Белоклинский оглядел комнату Вдоль стены у окна стояла узкая девичья кровать, накрытая пикейным покрывалом. Над ней в красной рамочке висела фотографическая карточка юноши в кепке с пристальными и твердыми глазами. На комоде в углу, в двух фарфоровых кувшинчиках, стояли букеты ковыля, полыни и чобрика, и юнкер понял, отчего так горько и так тревожно дышала комната степными дыханиями. На некрашеном столе лежала кипка книг.
Он закрыл глаза и тихо сказал:
— У тебя славно. Настоящая келейка монашеская.
Она неторопливо отозвалась:
— Я боялась, тебе не понравится. Тесно и бедно. Разве по нашему делу годятся такие конурки? Клотильде ковры нужны, мебель шикарная, духи. Ха, ха, ха!
Смех у нее был грудной, печальный.
— Ты же не Клотильда, а Настя, Настенька! Хорошее простое имя.
— Правда? Больше нравится, чем Клотильда? Правда? Голос ее прозвучал жалобной лаской. Она подняла руку и горячей сухой ладонью провела по волосам юнкера.
— Севушка!.. Севушка — девушка. Севушка и Настенька, — она зажмурилась, — хорошо!
Белоклинский потянулся к ней и хотел обнять за талию. Она легко отстранилась.
— Подожди. Я не для баловства позвала тебя.
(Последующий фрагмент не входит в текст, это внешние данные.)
use anyhow::{Result, anyhow};
use log::{info, warn};
use std::time::{SystemTime, UNIX_EPOCH};

use crate::auth::tokens_file::{CachedToken, load_cached_token, save_cached_token};
use crate::auth::{oauth, token_store};
use crate::config::Config;

#[derive(Clone)]
pub struct TokenManager {
    pub client_id: String,
    pub client_secret: Option<String>,
    pub redirect_uri: String,
    pub user_email: String,
}

impl TokenManager {
    pub fn from_config(cfg: &Config) -> Result<Self> {
        let client_id = cfg.client_id.clone();
        let user_email = cfg
            .user_email
            .clone()
            .ok_or_else(|| anyhow!("user_email not set in config"))?;
        let redirect_uri = cfg
            .redirect_uri
            .clone()
            .unwrap_or_else(|| "http://127.0.0.1:8080/callback".to_string());

        let client_secret = token_store::load_client_secret(&client_id)?
            .or_else(|| std::env::var("OAUTH_CLIENT_SECRET").ok());

        Ok(Self {
            client_id,
            client_secret,
            redirect_uri,
            user_email,
        })
    }

    /// Returns a valid access token: cached if fresh, refreshed if a refresh
    /// token exists, interactive PKCE otherwise.
    pub fn get_access_token(&self) -> Result<String> {
        let now = SystemTime::now().duration_since(UNIX_EPOCH)?.as_secs() as i64;

        if let Some(cached) = load_cached_token()?
            && now < cached.expires_at_epoch
        {
            return Ok(cached.access_token);
        }

        if let Some(rt) = token_store::load_refresh_token(&self.user_email)? {
            info!("access token stale, refreshing");
            let t = oauth::refresh_access_token(
                &self.client_id,
                self.client_secret.as_deref(),
                &rt,
            )?;
            return self.persist(now, t);
        }

        info!("no stored credentials, starting interactive auth");
        let t = oauth::perform_pkce_flow(
            &self.client_id,
            self.client_secret.as_deref(),
            &self.redirect_uri,
        )?;
        self.persist(now, t)
    }

    fn persist(&self, now: i64, t: oauth::TokenSet) -> Result<String> {
        if let Some(rt) = &t.refresh_token
            && let Err(e) = token_store::save_refresh_token(&self.user_email, rt)
        {
            warn!("could not store refresh token in keyring: {e}");
        }

        let expires_at = t.expires_in.map(|s| now + s as i64).unwrap_or(now + 3500);
        save_cached_token(&CachedToken {
            access_token: t.access_token.clone(),
            expires_at_epoch: expires_at,
        })?;
        Ok(t.access_token)
    }
}
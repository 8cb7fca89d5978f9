use anyhow::Result;
use serde::{Deserialize, Serialize};
use std::fs;

use crate::config::tokens_path;

/// Non-secret access-token cache stored next to the config file. The refresh
/// token lives in the keyring, never here.
#[derive(Debug, Serialize, Deserialize)]
pub struct CachedToken {
    pub access_token: String,
    /// Epoch seconds after which the access token is stale.
    pub expires_at_epoch: i64,
}

pub fn save_cached_token(token: &CachedToken) -> Result<()> {
    let p = tokens_path()?;
    fs::write(&p, serde_json::to_string_pretty(token)?)?;
    Ok(())
}

pub fn load_cached_token() -> Result<Option<CachedToken>> {
    let p = tokens_path()?;
    if !p.exists() {
        return Ok(None);
    }
    let s = fs::read_to_string(&p)?;
    let t: CachedToken = serde_json::from_str(&s)?;
    Ok(Some(t))
}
Ты не знаешь еще зачем. Иди, садись сюда вот!
Она показала на маленький диванчик. Юнкер пересел. Настя взяла с кровати вышитую бисерную подушку, бросила на пол и села у ног юнкера, положив подбородок ему на колени, смотря жадно в глаза.
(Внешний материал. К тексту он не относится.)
use std::env;
use std::time::Duration;

use reqwest::blocking::Client;
use serde::Deserialize;
use serde_json::json;
use thiserror::Error;

/// Instructions used when the caller doesn't override the system prompt.
pub const DEFAULT_SYSTEM_PROMPT: &str = "You are an email summarizer. Produce a crisp summary \
(4-6 bullet points) with: key points, action items, deadlines, links/IDs, sentiment. \
Keep it under 120 words, neutral tone.";

/// Hard cap on characters sent to a backend; a guard against pathological inputs.
pub const MAX_INPUT_CHARS: usize = 20_000;

pub const DEFAULT_OLLAMA_URL: &str = "http://localhost:11434";

const OPENAI_CHAT_URL: &str = "https://api.openai.com/v1/chat/completions";
const TEMPERATURE: f64 = 0.2;

#[derive(Debug, Error)]
pub enum SummarizeError {
    /// Missing credentials or endpoint configuration; nothing was sent.
    #[error("configuration error: {0}")]
    Configuration(String),
    /// The request failed, returned a non-success status, or the response
    /// was missing the expected fields.
    #[error("backend error: {0}")]
    Backend(String),
}

/// One summarization backend. Implementations own their model id, endpoint
/// and timeout.
pub trait SummaryBackend {
    /// Summarize `text`, using `system_prompt` in place of the default when given.
    fn summarize(&self, text: &str, system_prompt: Option<&str>)
    -> Result<String, SummarizeError>;
}

/// Truncate on a char boundary after `max_chars` characters.
fn truncate_chars(text: &str, max_chars: usize) -> &str {
    match text.char_indices().nth(max_chars) {
        Some((idx, _)) => &text[..idx],
        None => text,
    }
}

fn build_http(timeout: Duration) -> Result<Client, SummarizeError> {
    Client::builder()
        .timeout(timeout)
        .build()
        .map_err(|e| SummarizeError::Backend(format!("http client: {e}")))
}

/// OpenAI chat-completions backend.
pub struct OpenAiBackend {
    http: Client,
    api_key: String,
    model: String,
}

impl OpenAiBackend {
    /// Reads `OPENAI_API_KEY`; fails before any request when it is missing.
    pub fn from_env(model: impl Into<String>) -> Result<Self, SummarizeError> {
        let api_key = env::var("OPENAI_API_KEY")
            .ok()
            .filter(|k| !k.is_empty())
            .ok_or_else(|| SummarizeError::Configuration("OPENAI_API_KEY not set".to_string()))?;
        Ok(Self {
            http: build_http(Duration::from_secs(60))?,
            api_key,
            model: model.into(),
        })
    }
}

#[derive(Deserialize)]
struct ChatCompletion {
    #[serde(default)]
    choices: Vec<ChatChoice>,
}

#[derive(Deserialize)]
struct ChatChoice {
    message: ChatMessage,
}

#[derive(Deserialize)]
struct ChatMessage {
    content: Option<String>,
}

impl SummaryBackend for OpenAiBackend {
    fn summarize(
        &self,
        text: &str,
        system_prompt: Option<&str>,
    ) -> Result<String, SummarizeError> {
        let system = system_prompt.unwrap_or(DEFAULT_SYSTEM_PROMPT);
        let payload = json!({
            "model": self.model,
            "messages": [
                {"role": "system", "content": system},
                {"role": "user", "content": truncate_chars(text, MAX_INPUT_CHARS)},
            ],
            "temperature": TEMPERATURE,
        });

        let resp = self
            .http
            .post(OPENAI_CHAT_URL)
            .bearer_auth(&self.api_key)
            .json(&payload)
            .send()
            .map_err(|e| SummarizeError::Backend(format!("openai request: {e}")))?;

        let status = resp.status();
        if !status.is_success() {
            let body = resp.text().unwrap_or_default();
            return Err(SummarizeError::Backend(format!(
                "openai returned {status}: {}",
                truncate_chars(&body, 500)
            )));
        }

        let parsed: ChatCompletion = resp
            .json()
            .map_err(|e| SummarizeError::Backend(format!("openai response: {e}")))?;
        let content = parsed
            .choices
            .into_iter()
            .next()
            .and_then(|c| c.message.content)
            .ok_or_else(|| SummarizeError::Backend("openai response missing content".to_string()))?;
        Ok(content.trim().to_string())
    }
}

/// Local Ollama backend. Longer timeout than the hosted one, local inference
/// is slow.
pub struct OllamaBackend {
    http: Client,
    base_url: String,
    model: String,
}

impl OllamaBackend {
    pub fn new(
        base_url: impl Into<String>,
        model: impl Into<String>,
    ) -> Result<Self, SummarizeError> {
        let base_url: String = base_url.into();
        Ok(Self {
            http: build_http(Duration::from_secs(120))?,
            base_url: base_url.trim_end_matches('/').to_string(),
            model: model.into(),
        })
    }
}

#[derive(Deserialize)]
struct GenerateResponse {
    response: Option<String>,
}

impl SummaryBackend for OllamaBackend {
    fn summarize(
        &self,
        text: &str,
        system_prompt: Option<&str>,
    ) -> Result<String, SummarizeError> {
        let system = system_prompt.unwrap_or(DEFAULT_SYSTEM_PROMPT);
        let payload = json!({
            "model": self.model,
            "prompt": format!("{system}\n\nEmail:\n{}", truncate_chars(text, MAX_INPUT_CHARS)),
            "stream": false,
            "options": {"temperature": TEMPERATURE},
        });

        let resp = self
            .http
            .post(format!("{}/api/generate", self.base_url))
            .json(&payload)
            .send()
            .map_err(|e| SummarizeError::Backend(format!("ollama request: {e}")))?;

        let status = resp.status();
        if !status.is_success() {
            let body = resp.text().unwrap_or_default();
            return Err(SummarizeError::Backend(format!(
                "ollama returned {status}: {}",
                truncate_chars(&body, 500)
            )));
        }

        let parsed: GenerateResponse = resp
            .json()
            .map_err(|e| SummarizeError::Backend(format!("ollama response: {e}")))?;
        let response = parsed.response.ok_or_else(|| {
            SummarizeError::Backend("ollama response missing `response` field".to_string())
        })?;
        Ok(response.trim().to_string())
    }
}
Смотрела и молчала. В глубине зрачков метались ожигающие черные искры.
Глаза кололи и тревожили, от неотрывного взгляда кружилась голова. Юнкеру стало неловко, он попытался заговорить. Она взволнованно шепнула:
— Помолчи, родной! Дай наглядеться, Севушка.
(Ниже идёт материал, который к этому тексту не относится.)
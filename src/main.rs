use std::path::PathBuf;

use anyhow::Result;
use clap::{Parser, Subcommand, ValueEnum};

use mail_digest::auth::{TokenManager, token_store};
use mail_digest::config::{Config, load_config};
use mail_digest::digest::write_digest;
use mail_digest::gmail::GmailClient;
use mail_digest::pipeline::fetch_and_summarize;
use mail_digest::summarize::{DEFAULT_OLLAMA_URL, OllamaBackend, OpenAiBackend, SummaryBackend};

#[derive(Parser)]
#[command(name = "mail-digest")]
#[command(about = "Summarize Gmail messages into a Markdown digest", long_about = None)]
struct Cli {
    #[command(subcommand)]
    cmd: Command,
}

#[derive(Subcommand)]
enum Command {
    /// Fetch matching messages, summarize them, write the digest
    Run {
        #[arg(long, value_enum, default_value_t = Provider::Openai)]
        provider: Provider,

        /// Model name (defaults: gpt-4o-mini for openai, llama3.1 for ollama)
        #[arg(long)]
        model: Option<String>,

        /// Gmail search query, e.g. "is:unread category:primary"
        #[arg(long, default_value = "in:inbox newer_than:7d")]
        query: String,

        /// Max messages to summarize
        #[arg(long, default_value_t = 10)]
        max: u32,

        /// Output Markdown file
        #[arg(long, default_value = "summaries.md")]
        out: PathBuf,
    },

    /// Store the OAuth client secret in keyring
    SetClientSecret {
        #[arg(long)]
        client_id: String,
    },
}

#[derive(Clone, Copy, ValueEnum)]
enum Provider {
    Openai,
    Ollama,
}

impl Provider {
    fn default_model(self) -> &'static str {
        match self {
            Provider::Openai => "gpt-4o-mini",
            Provider::Ollama => "llama3.1",
        }
    }

    fn backend(self, model: String, cfg: &Config) -> Result<Box<dyn SummaryBackend>> {
        Ok(match self {
            Provider::Openai => Box::new(OpenAiBackend::from_env(model)?),
            Provider::Ollama => {
                let url = cfg
                    .ollama_url
                    .clone()
                    .unwrap_or_else(|| DEFAULT_OLLAMA_URL.to_string());
                Box::new(OllamaBackend::new(url, model)?)
            }
        })
    }
}

fn main() -> Result<()> {
    env_logger::init();

    let cli = Cli::parse();

    match cli.cmd {
        Command::SetClientSecret { client_id } => {
            eprintln!("Paste client secret (end with Ctrl-D):");
            let mut secret = String::new();
            std::io::Read::read_to_string(&mut std::io::stdin(), &mut secret)?;
            let secret = secret.trim();
            token_store::save_client_secret(&client_id, secret)?;
            println!("Saved client secret for client_id {client_id}");
            Ok(())
        }

        Command::Run {
            provider,
            model,
            query,
            max,
            out,
        } => {
            let cfg = load_config()?;
            let model = model.unwrap_or_else(|| provider.default_model().to_string());

            // fail on missing credentials before touching the network
            let backend = provider.backend(model, &cfg)?;

            let token_mgr = TokenManager::from_config(&cfg)?;
            let access_token = token_mgr.get_access_token()?;
            let gmail = GmailClient::new(access_token)?;

            let outcome = fetch_and_summarize(&gmail, backend.as_ref(), &query, max)?;
            write_digest(&out, &outcome.markdown)?;

            println!(
                "Summarized {} email(s). Saved to {}",
                outcome.summarized,
                out.display()
            );
            Ok(())
        }
    }
}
Снова молчала и смотрела. Наконец, заговорила:
— Трудно… Трудно мне рассказать, чтоб ты понял. Ах, говорить бы такими словами, как птицы, и то не рассказать всего. Ты душой пойми, Севушка, не смейся надо мной, глупой. Смешно тебе будет, может, обидишься. Девка ресторанная, залапанная, испохабленная — и туда же. Ах, миленький, миленький ты мой! Не смейся, не прогони! Одна кровь человечья, руда червонная, жаркая.
Она дрожала и прижималась в томительной тоскливой смуте к коленям Всеволода.
— Успокойся, Настенька! Что ты? Ты вся дрожишь! — сказал юнкер, беря ее руки. — Ты не здорова, девочка?
Она еще крепче прижалась.
— Нет… нет… здорова я. Не от болезни это, — бросала она бредовой, задыхающийся шепот: — Ты слушай, слушай, пойми. Думаешь — девка я продажная? Ну да, девка, по кабакам шляюсь, с швалью всякой путаюсь, каждый меня купить может. А ты на это не гляди, Севушка! Ты в душу загляни, как она вся ножами истыкана, как кровь руду точит. Разве думала я такой стать? Приехала в шестнадцатом из Питера в Тифлис, на заработки польстилась. На завод потребовались для снарядов шлифовальщицы. Платили много — соблазнилась, поехала. Год прожила, как барыня, всего имела. После революции стал завод, в начале восемнадцатого года стал. Решила я домой добираться в Питер. А тут уже ваши с большевиками воевали по станицам. Ну, в станице одной попала к казакам пьяным, снасильничали они меня, всю ночь мучили, утром выгнали и деньги все отняли. Восемьсот рублей было. Деньги ведь какие громадные. Плакала, билась, в реку хотела, да не пускает жизнь легко человека.